Les failles dans les systèmes

Malgré tout ces efforts consentis, il y a encore quelques grains de sable dus à l’homme. Au delà de toutes les raisons classiques connues, je vous en cite certaines qui semblent tellement simples qu’on les néglige assez souvent :

  • corruption et racket : dans nos aéroports et lieux publics, il est encore possible de négocier des faveurs avec des agents des force de l’ordre; la question est simple : peut-on contrôler ou surveiller avec la même rigueur une personne qui nous a fait un cadeau qu’une autre ne nous ayant rien « glisser » ?
  • laxisme : souvent à l’entrée des lieux de spectacle, je vois des vigiles qui font l’accolade aux clients habituels et fouillent à peine leurs sacs ou leurs poches; mieux en Afrique quand c’est mon cousin ou frère qui passe, je ne fouille pas trop son sac; pourtant les kamikazes sont des frères ou des cousins de bien de gens.
  • mauvaises habitudes : j’étais sidéré quand devant un hôtel, le vigile disposant du détecteur magnétique s’est empressé de prendre le sac du directeur de l’établissement à son arrivée et l’accompagner jusqu’à son bureau; le directeur était vraiment fier qu’on le serve ainsi et bombait le torse en oubliant que durant ce temps aucun contrôle n’est exercé sur les personnes qui entrent dans l’hôtel.
  • ingénierie sociale : ce terme venant de la sécurité informatique se prête bien ici car souvent les agents des services de renseignements parlent un peu trop au lieu de garder le silence ou les secrets; des informations secrètes peuvent se retrouver facilement dans la presse.

Actuellement, nous, les habitants de certaines villes et certains pays d’Afrique, avons vraiment peur car la menace terroriste est réelle et palpable.
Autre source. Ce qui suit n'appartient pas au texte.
// SPDX-License-Identifier: BUSL-1.1
// Copyright (c) 2026 Alfred Jean LLC

use std::process::Stdio;
use std::sync::atomic::{AtomicU64, Ordering};
use std::time::Duration;

use tokio::io::{AsyncBufReadExt, AsyncWriteExt, BufReader};
use tokio::process::{Child, ChildStdin, Command};
use tokio::sync::{broadcast, mpsc, oneshot, Mutex};
use tracing::{debug, error, warn};

use crate::control::framing::{Accept, BlockAccumulator};
use crate::error::ErrorCode;

const NOTIFICATION_CHANNEL_CAPACITY: usize = 256;

/// A live control-mode session against the multiplexer, bound to a dedicated
/// monitor session that exists solely to keep the connection alive.
///
/// Owns the child process and both of its framed standard streams. Commands
/// are serialised through `inner`: at most one is ever in flight.
pub struct ControlConnection {
    stdin: Mutex<ChildStdin>,
    pending: std::sync::Arc<Mutex<Option<PendingCommand>>>,
    next_command_number: AtomicU64,
    notifications: broadcast::Sender<String>,
    command_timeout: Duration,
    _child: Child,
    _reader_task: tokio::task::JoinHandle<()>,
}

struct PendingCommand {
    command_number: u64,
    reply: oneshot::Sender<Result<String, ErrorCode>>,
}

impl ControlConnection {
    /// Spawn the multiplexer bound to `monitor_session` in control mode and
    /// begin reading its framed output.
    pub async fn spawn(
        tmux_bin: &str,
        tmux_socket: Option<&std::path::Path>,
        monitor_session: &str,
        command_timeout: Duration,
    ) -> anyhow::Result<Self> {
        let mut cmd = Command::new(tmux_bin);
        if let Some(socket) = tmux_socket {
            cmd.arg("-S").arg(socket);
        }
        cmd.args(["-CC", "new-session", "-A", "-s", monitor_session])
            .stdin(Stdio::piped())
            .stdout(Stdio::piped())
            .stderr(Stdio::null())
            .kill_on_drop(true);

        let mut child = cmd.spawn()?;
        let stdin = child
            .stdin
            .take()
            .ok_or_else(|| anyhow::anyhow!("control-mode child has no stdin"))?;
        let stdout = child
            .stdout
            .take()
            .ok_or_else(|| anyhow::anyhow!("control-mode child has no stdout"))?;

        let (notifications, _) = broadcast::channel(NOTIFICATION_CHANNEL_CAPACITY);
        let (fatal_tx, fatal_rx) = mpsc::channel::<()>(1);

        let pending: std::sync::Arc<Mutex<Option<PendingCommand>>> =
            std::sync::Arc::new(Mutex::new(None));
        let reader_pending = pending.clone();
        let reader_notifications = notifications.clone();

        let reader_task = tokio::spawn(read_loop(
            BufReader::new(stdout),
            reader_pending,
            reader_notifications,
            fatal_tx,
        ));
        // Drained so the sender side never blocks; the connection learns of
        // child exit through pending-command resolution instead.
        tokio::spawn(async move {
            let mut rx = fatal_rx;
            while rx.recv().await.is_some() {}
        });

        Ok(Self {
            stdin: Mutex::new(stdin),
            pending,
            next_command_number: AtomicU64::new(0),
            notifications,
            command_timeout,
            _child: child,
            _reader_task: reader_task,
        })
    }

    /// Submit a single-line command and await its end/error block.
    ///
    /// Access is serialised: the next command is not written until the
    /// previous command's terminal marker has been consumed.
    pub async fn execute(&self, cmd: &str) -> Result<String, ErrorCode> {
        let mut stdin = self.stdin.lock().await;
        let command_number = self.next_command_number.fetch_add(1, Ordering::SeqCst);
        let (tx, rx) = oneshot::channel();

        {
            let mut pending = self.pending.lock().await;
            *pending = Some(PendingCommand {
                command_number,
                reply: tx,
            });
        }

        if let Err(e) = stdin.write_all(cmd.as_bytes()).await {
            warn!(error = %e, "control connection write failed");
            return Err(ErrorCode::MultiplexerFatal);
        }
        if let Err(e) = stdin.write_all(b"\n").await {
            warn!(error = %e, "control connection write failed");
            return Err(ErrorCode::MultiplexerFatal);
        }
        drop(stdin);

        match tokio::time::timeout(self.command_timeout, rx).await {
            Ok(Ok(result)) => result,
            Ok(Err(_)) => Err(ErrorCode::MultiplexerFatal),
            Err(_) => {
                // Discard the pending slot so a late marker for this
                // command number is ignored rather than misattributed.
                let mut pending = self.pending.lock().await;
                if matches!(pending.as_ref(), Some(p) if p.command_number == command_number) {
                    *pending = None;
                }
                Err(ErrorCode::MultiplexerTimeout)
            }
        }
    }

    /// Subscribe to the lossy notification broadcast (`%sessions-changed`,
    /// `%output`, `%session-changed`, `%exit`, …).
    pub fn subscribe_notifications(&self) -> broadcast::Receiver<String> {
        self.notifications.subscribe()
    }
}

async fn read_loop(
    mut stdout: BufReader<tokio::process::ChildStdout>,
    pending: std::sync::Arc<Mutex<Option<PendingCommand>>>,
    notifications: broadcast::Sender<String>,
    fatal_tx: mpsc::Sender<()>,
) {
    let mut accumulator = BlockAccumulator::new();
    let mut line = String::new();

    loop {
        line.clear();
        let n = match stdout.read_line(&mut line).await {
            Ok(n) => n,
            Err(e) => {
                error!(error = %e, "control connection read failed");
                break;
            }
        };
        if n == 0 {
            debug!("control connection child closed stdout");
            break;
        }
        let trimmed = line.trim_end_matches(['\n', '\r']);

        match accumulator.feed(trimmed) {
            Accept::Pending => {}
            Accept::Notification(text) => {
                let _ = notifications.send(text);
            }
            Accept::Unexpected { command_number } => {
                warn!(command_number, "control-mode marker did not match open block");
            }
            Accept::Done(result) => {
                let mut pending_guard = pending.lock().await;
                match pending_guard.take() {
                    Some(p) if p.command_number == result.command_number => {
                        let outcome = if result.success {
                            Ok(result.text)
                        } else {
                            warn!(text = %result.text, "multiplexer command failed");
                            Err(ErrorCode::MultiplexerCommandFailed)
                        };
                        let _ = p.reply.send(outcome);
                    }
                    other => {
                        *pending_guard = other;
                        warn!(
                            command_number = result.command_number,
                            "completed block had no matching pending command"
                        );
                    }
                }
            }
        }
    }

    // Child exited: fail whatever is outstanding and tell callers no more
    // notifications will arrive.
    if let Some(p) = pending.lock().await.take() {
        let _ = p.reply.send(Err(ErrorCode::MultiplexerFatal));
    }
    let _ = fatal_tx.send(()).await;
}

#[cfg(test)]
#[path = "connection_tests.rs"]
mod tests;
La présence remarquée et remarquable des forces de l’ordre et les contrôles tous azimuts partout et en tout temps nous rassure t-elle?

Moi cela ne me rassure qu’à moitié car nos vilaines habitudes aiment bien reprendre le dessus aussitôt que la menace ne devient pas attentat dans les jours, semaines et mois qui les suivent.

Que notre peur devienne pour nous un mobile de reconsidération de nos habitudes de vie et non une résignation ou une fatalité à dire que tôt ou tard nous mourons donc autant vivre comme si de rien n’était. Notre sécurité en dépend même si personne ne sait ni le jour, ni l’heure où un kamikaze peut frapper.

Je terminais ces lignes quand j’apprenais les frappes meurtrières sur Grand Bassam (non loin d’Abidjan). Notre peur est grande car Dakar, où je vis, semble être une cible privilégiée.

Il semble que les kamikazes crient souvent « Allahou Akbar » (Dieu est le plus grand) en passant à l’acte. De plus en plus, il nous semble que nous ne pouvons nous-mêmes que nous vouer à cette même phrase. Nous disons aussi donc « Allahou Akbar » car par les temps qui courent, nous avons l’impression qu’il n’y plus que Dieu qui puisse nous protéger des terroristes.

Hommage à toutes les victimes de ces barbaries.